→ **YOUR INSTRUCTIONS**
Give only the number of lines in the records that include the string "angular".
----
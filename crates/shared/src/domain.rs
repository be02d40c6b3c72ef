use serde::{Deserialize, Serialize};
use uuid::Uuid;

use crate::{error::DomainError, geo};

macro_rules! id_newtype {
    ($name:ident) => {
        #[derive(Debug, Clone, Copy, PartialEq, Eq, Hash, Serialize, Deserialize)]
        #[serde(transparent)]
        pub struct $name(pub Uuid);

        impl $name {
            pub fn new() -> Self {
                Self(Uuid::new_v4())
            }
        }

        impl Default for $name {
            fn default() -> Self {
                Self::new()
            }
        }
    };
}

id_newtype!(PostId);

/// A point on the globe in decimal degrees.
#[derive(Debug, Clone, Copy, PartialEq, Serialize, Deserialize)]
pub struct Coordinate {
    pub latitude: f64,
    pub longitude: f64,
}

impl Coordinate {
    pub const ORIGIN: Coordinate = Coordinate {
        latitude: 0.0,
        longitude: 0.0,
    };

    pub fn new(latitude: f64, longitude: f64) -> Result<Self, DomainError> {
        let coordinate = Self {
            latitude,
            longitude,
        };
        if coordinate.is_valid() {
            Ok(coordinate)
        } else {
            Err(DomainError::InvalidCoordinate {
                latitude,
                longitude,
            })
        }
    }

    /// Values that bypassed [`Coordinate::new`] (e.g. deserialized ones) must be
    /// checked with this before use.
    pub fn is_valid(&self) -> bool {
        (-90.0..=90.0).contains(&self.latitude) && (-180.0..=180.0).contains(&self.longitude)
    }

    pub fn distance_to(&self, other: &Coordinate) -> f64 {
        geo::distance_km(*self, *other)
    }
}

/// A short-lived message pinned to a location.
///
/// Only `content` and `location` are guaranteed on the read path; the
/// remaining fields are assigned by the feed service and default when a
/// response omits them.
#[derive(Debug, Clone, PartialEq, Serialize, Deserialize)]
pub struct Post {
    #[serde(default, skip_serializing_if = "Option::is_none")]
    pub id: Option<PostId>,
    pub content: String,
    pub location: Coordinate,
    /// Requested time-to-live in seconds.
    #[serde(default)]
    pub duration: i64,
    /// Unix timestamp (seconds) at which the service accepted the post.
    #[serde(default)]
    pub created_at: i64,
}

impl Post {
    pub fn expires_at(&self) -> i64 {
        self.created_at.saturating_add(self.duration)
    }

    pub fn is_expired(&self, now: i64) -> bool {
        self.expires_at() <= now
    }
}

#[cfg(test)]
#[path = "tests/domain_tests.rs"]
mod tests;
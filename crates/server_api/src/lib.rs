use std::sync::Arc;

use chrono::Utc;
use shared::{
    domain::Post,
    error::{ApiError, ErrorCode},
    protocol::{CreatePostRequest, HealthResponse, NearbyQuery},
};
use storage::PostStore;
use tracing::{error, info};

#[derive(Clone)]
pub struct ApiContext {
    pub store: Arc<dyn PostStore>,
}

impl ApiContext {
    pub fn new(store: Arc<dyn PostStore>) -> Self {
        Self { store }
    }
}

pub async fn health(ctx: &ApiContext) -> HealthResponse {
    HealthResponse {
        healthy: ctx.store.health_check().await.is_ok(),
    }
}

pub async fn create_post(ctx: &ApiContext, request: CreatePostRequest) -> Result<Post, ApiError> {
    request.validate()?;
    let post = request.into_post(Utc::now().timestamp());
    ctx.store.save_post(post.clone()).await.map_err(internal)?;
    info!(
        post_id = ?post.id,
        latitude = post.location.latitude,
        longitude = post.location.longitude,
        duration = post.duration,
        "post created"
    );
    Ok(post)
}

pub async fn nearby_posts(ctx: &ApiContext, query: NearbyQuery) -> Result<Vec<Post>, ApiError> {
    let center = query.validate()?;
    ctx.store
        .nearby_posts(center, query.radius)
        .await
        .map_err(internal)
}

fn internal(err: anyhow::Error) -> ApiError {
    error!(error = %err, "post store failure");
    ApiError::new(ErrorCode::Internal, "storage error")
}

#[cfg(test)]
#[path = "tests/lib_tests.rs"]
mod tests;
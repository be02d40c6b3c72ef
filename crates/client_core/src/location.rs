//! Sources of the device position.

use async_trait::async_trait;
use shared::domain::Coordinate;

use crate::error::FeedError;

#[async_trait]
pub trait LocationProvider: Send + Sync {
    /// Whether precise location may be requested at all. When this is `false`
    /// the controller never calls [`LocationProvider::current_position`].
    fn is_secure_context(&self) -> bool;

    /// One-shot position reading.
    async fn current_position(&self) -> Result<Coordinate, FeedError>;
}

/// A secure context whose reading is known up front, e.g. from the command line.
#[derive(Debug, Clone, Copy, Default)]
pub struct FixedLocationProvider {
    position: Option<Coordinate>,
}

impl FixedLocationProvider {
    pub fn new(position: Option<Coordinate>) -> Self {
        Self { position }
    }
}

#[async_trait]
impl LocationProvider for FixedLocationProvider {
    fn is_secure_context(&self) -> bool {
        true
    }

    async fn current_position(&self) -> Result<Coordinate, FeedError> {
        self.position.ok_or_else(|| {
            FeedError::LocationUnavailable("no position configured for this device".into())
        })
    }
}

/// A context without permission for precise location.
#[derive(Debug, Clone, Copy, Default)]
pub struct InsecureContext;

#[async_trait]
impl LocationProvider for InsecureContext {
    fn is_secure_context(&self) -> bool {
        false
    }

    async fn current_position(&self) -> Result<Coordinate, FeedError> {
        Err(FeedError::LocationUnavailable(
            "precise location is not permitted in an insecure context".into(),
        ))
    }
}
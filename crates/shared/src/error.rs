use serde::{Deserialize, Serialize};
use thiserror::Error;

#[derive(Debug, Clone, Copy, PartialEq, Eq, Serialize, Deserialize)]
#[serde(rename_all = "snake_case")]
pub enum ErrorCode {
    NotFound,
    MethodNotAllowed,
    Validation,
    Internal,
}

#[derive(Debug, Clone, Serialize, Deserialize)]
pub struct ApiError {
    pub code: ErrorCode,
    pub message: String,
}

impl ApiError {
    pub fn new(code: ErrorCode, message: impl Into<String>) -> Self {
        Self {
            code,
            message: message.into(),
        }
    }

    pub fn validation(message: impl Into<String>) -> Self {
        Self::new(ErrorCode::Validation, message)
    }
}

#[derive(Debug, Clone, PartialEq, Error)]
pub enum DomainError {
    #[error("coordinate out of range: latitude={latitude}, longitude={longitude}")]
    InvalidCoordinate { latitude: f64, longitude: f64 },
}

impl From<DomainError> for ApiError {
    fn from(value: DomainError) -> Self {
        Self::validation(value.to_string())
    }
}
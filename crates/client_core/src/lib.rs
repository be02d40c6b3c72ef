//! Client side of the radius feed: HTTP access to the feed service and the
//! per-session controller that sequences location, fetch, and post.

pub mod controller;
pub mod error;
pub mod feed_client;
pub mod location;

pub use controller::{
    ControllerPhase, FeedEntry, FeedEvent, FeedSettings, FeedState, LocationFeedController,
    PostOutcome,
};
pub use error::FeedError;
pub use feed_client::{FeedApi, FeedClient, FeedClientConfig};
pub use location::{FixedLocationProvider, InsecureContext, LocationProvider};
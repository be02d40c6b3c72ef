use std::{collections::HashMap, fmt, str::FromStr, sync::Arc};

use anyhow::{anyhow, bail, Result};
use async_trait::async_trait;
use chrono::Utc;
use shared::{
    domain::{Coordinate, Post, PostId},
    geo,
};
use tokio::sync::Mutex;
use tracing::debug;

/// Storage for posts that are still alive.
///
/// Implementations drop expired posts before every save and every read, so
/// callers never observe a post past `created_at + duration`.
#[async_trait]
pub trait PostStore: Send + Sync {
    async fn save_post(&self, post: Post) -> Result<()>;
    async fn nearby_posts(&self, center: Coordinate, radius_km: f64) -> Result<Vec<Post>>;
    async fn health_check(&self) -> Result<()>;
    async fn close(&self) -> Result<()>;
}

#[derive(Debug, Clone, Copy, PartialEq, Eq, Default)]
pub enum StoreKind {
    #[default]
    Memory,
    Indexed,
}

impl FromStr for StoreKind {
    type Err = anyhow::Error;

    fn from_str(raw: &str) -> Result<Self> {
        match raw.trim().to_ascii_lowercase().as_str() {
            "memory" => Ok(Self::Memory),
            "indexed" | "indexed_memory" => Ok(Self::Indexed),
            other => Err(anyhow!("unknown store kind '{other}'")),
        }
    }
}

impl fmt::Display for StoreKind {
    fn fmt(&self, f: &mut fmt::Formatter<'_>) -> fmt::Result {
        match self {
            Self::Memory => f.write_str("memory"),
            Self::Indexed => f.write_str("indexed"),
        }
    }
}

pub fn open_store(kind: StoreKind) -> Arc<dyn PostStore> {
    match kind {
        StoreKind::Memory => Arc::new(MemoryStore::new()),
        StoreKind::Indexed => Arc::new(IndexedMemoryStore::new()),
    }
}

fn unix_now() -> i64 {
    Utc::now().timestamp()
}

/// Linear scan over every live post, in insertion order.
#[derive(Default)]
pub struct MemoryStore {
    inner: Mutex<MemoryStoreState>,
}

#[derive(Default)]
struct MemoryStoreState {
    posts: Vec<Post>,
    closed: bool,
}

impl MemoryStoreState {
    fn purge_expired(&mut self, now: i64) {
        let before = self.posts.len();
        self.posts.retain(|post| !post.is_expired(now));
        let expired = before - self.posts.len();
        if expired > 0 {
            debug!(expired, "purged expired posts");
        }
    }
}

impl MemoryStore {
    pub fn new() -> Self {
        Self::default()
    }
}

#[async_trait]
impl PostStore for MemoryStore {
    async fn save_post(&self, post: Post) -> Result<()> {
        let mut guard = self.inner.lock().await;
        if guard.closed {
            bail!("memory store is closed");
        }
        guard.purge_expired(unix_now());
        guard.posts.push(post);
        Ok(())
    }

    async fn nearby_posts(&self, center: Coordinate, radius_km: f64) -> Result<Vec<Post>> {
        let mut guard = self.inner.lock().await;
        if guard.closed {
            bail!("memory store is closed");
        }
        guard.purge_expired(unix_now());
        Ok(guard
            .posts
            .iter()
            .filter(|post| geo::within_radius(center, post.location, radius_km))
            .cloned()
            .collect())
    }

    async fn health_check(&self) -> Result<()> {
        if self.inner.lock().await.closed {
            bail!("memory store is closed");
        }
        Ok(())
    }

    async fn close(&self) -> Result<()> {
        let mut guard = self.inner.lock().await;
        guard.posts.clear();
        guard.closed = true;
        Ok(())
    }
}

type CellKey = (i32, i32);

/// Buckets posts into one-degree cells so a query only scans the cells that
/// can intersect its search circle.
///
/// The longitude span widens with latitude; once the circle reaches a pole
/// every live post is a candidate. Results always match [`MemoryStore`].
#[derive(Default)]
pub struct IndexedMemoryStore {
    inner: Mutex<IndexedStoreState>,
}

#[derive(Default)]
struct IndexedStoreState {
    cells: HashMap<CellKey, Vec<PostId>>,
    posts: HashMap<PostId, IndexedPost>,
    next_seq: u64,
    closed: bool,
}

struct IndexedPost {
    seq: u64,
    post: Post,
}

fn wrap_longitude_cell(longitude: i32) -> i32 {
    (longitude + 180).rem_euclid(360) - 180
}

fn cell_for(location: Coordinate) -> CellKey {
    (
        location.latitude.round() as i32,
        wrap_longitude_cell(location.longitude.round() as i32),
    )
}

/// Cell offsets that cover every point within `radius_km` of `center`, or
/// `None` when the circle wraps the whole ring of longitudes.
fn search_span(center: Coordinate, radius_km: f64) -> Option<(i32, i32)> {
    let angular = (radius_km / geo::EARTH_RADIUS_KM).clamp(0.0, std::f64::consts::PI);
    let lat_delta = angular.to_degrees();
    if center.latitude.abs() + lat_delta >= 90.0 {
        return None;
    }
    // Widest longitude offset of a circle that does not contain a pole.
    let ratio = angular.sin() / center.latitude.to_radians().cos();
    if ratio >= 1.0 {
        return None;
    }
    let lon_delta = ratio.asin().to_degrees();
    let lat_span = lat_delta.floor() as i32 + 1;
    let lon_span = lon_delta.floor() as i32 + 1;
    (lon_span < 180).then_some((lat_span, lon_span))
}

fn neighbourhood(center: CellKey, (lat_span, lon_span): (i32, i32)) -> impl Iterator<Item = CellKey> {
    (-lat_span..=lat_span).flat_map(move |d_lat| {
        (-lon_span..=lon_span)
            .map(move |d_lon| (center.0 + d_lat, wrap_longitude_cell(center.1 + d_lon)))
    })
}

impl IndexedStoreState {
    fn insert(&mut self, post: Post, id: PostId) {
        if let Some(previous) = self.posts.remove(&id) {
            self.unlink(id, previous.post.location);
        }
        let seq = self.next_seq;
        self.next_seq += 1;
        self.cells.entry(cell_for(post.location)).or_default().push(id);
        self.posts.insert(id, IndexedPost { seq, post });
    }

    fn unlink(&mut self, id: PostId, location: Coordinate) {
        let key = cell_for(location);
        if let Some(ids) = self.cells.get_mut(&key) {
            if let Some(position) = ids.iter().position(|candidate| *candidate == id) {
                ids.swap_remove(position);
            }
            if ids.is_empty() {
                self.cells.remove(&key);
            }
        }
    }

    fn purge_expired(&mut self, now: i64) {
        let expired: Vec<(PostId, Coordinate)> = self
            .posts
            .iter()
            .filter(|(_, entry)| entry.post.is_expired(now))
            .map(|(id, entry)| (*id, entry.post.location))
            .collect();
        for (id, location) in &expired {
            self.posts.remove(id);
            self.unlink(*id, *location);
        }
        if !expired.is_empty() {
            debug!(expired = expired.len(), "purged expired posts");
        }
    }

    fn candidates(&self, center: Coordinate, radius_km: f64) -> Vec<&IndexedPost> {
        let Some(span) = search_span(center, radius_km) else {
            return self.posts.values().collect();
        };
        neighbourhood(cell_for(center), span)
            .filter_map(|key| self.cells.get(&key))
            .flatten()
            .filter_map(|id| self.posts.get(id))
            .collect()
    }
}

impl IndexedMemoryStore {
    pub fn new() -> Self {
        Self::default()
    }
}

#[async_trait]
impl PostStore for IndexedMemoryStore {
    async fn save_post(&self, mut post: Post) -> Result<()> {
        let mut guard = self.inner.lock().await;
        if guard.closed {
            bail!("indexed store is closed");
        }
        guard.purge_expired(unix_now());
        let id = *post.id.get_or_insert_with(PostId::new);
        guard.insert(post, id);
        Ok(())
    }

    async fn nearby_posts(&self, center: Coordinate, radius_km: f64) -> Result<Vec<Post>> {
        let mut guard = self.inner.lock().await;
        if guard.closed {
            bail!("indexed store is closed");
        }
        guard.purge_expired(unix_now());
        let mut nearby: Vec<&IndexedPost> = guard
            .candidates(center, radius_km)
            .into_iter()
            .filter(|entry| geo::within_radius(center, entry.post.location, radius_km))
            .collect();
        nearby.sort_by_key(|entry| entry.seq);
        Ok(nearby.into_iter().map(|entry| entry.post.clone()).collect())
    }

    async fn health_check(&self) -> Result<()> {
        if self.inner.lock().await.closed {
            bail!("indexed store is closed");
        }
        Ok(())
    }

    async fn close(&self) -> Result<()> {
        let mut guard = self.inner.lock().await;
        guard.cells.clear();
        guard.posts.clear();
        guard.closed = true;
        Ok(())
    }
}

#[cfg(test)]
#[path = "tests/lib_tests.rs"]
mod tests;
----
→ **WRITTEN ANSWER**
3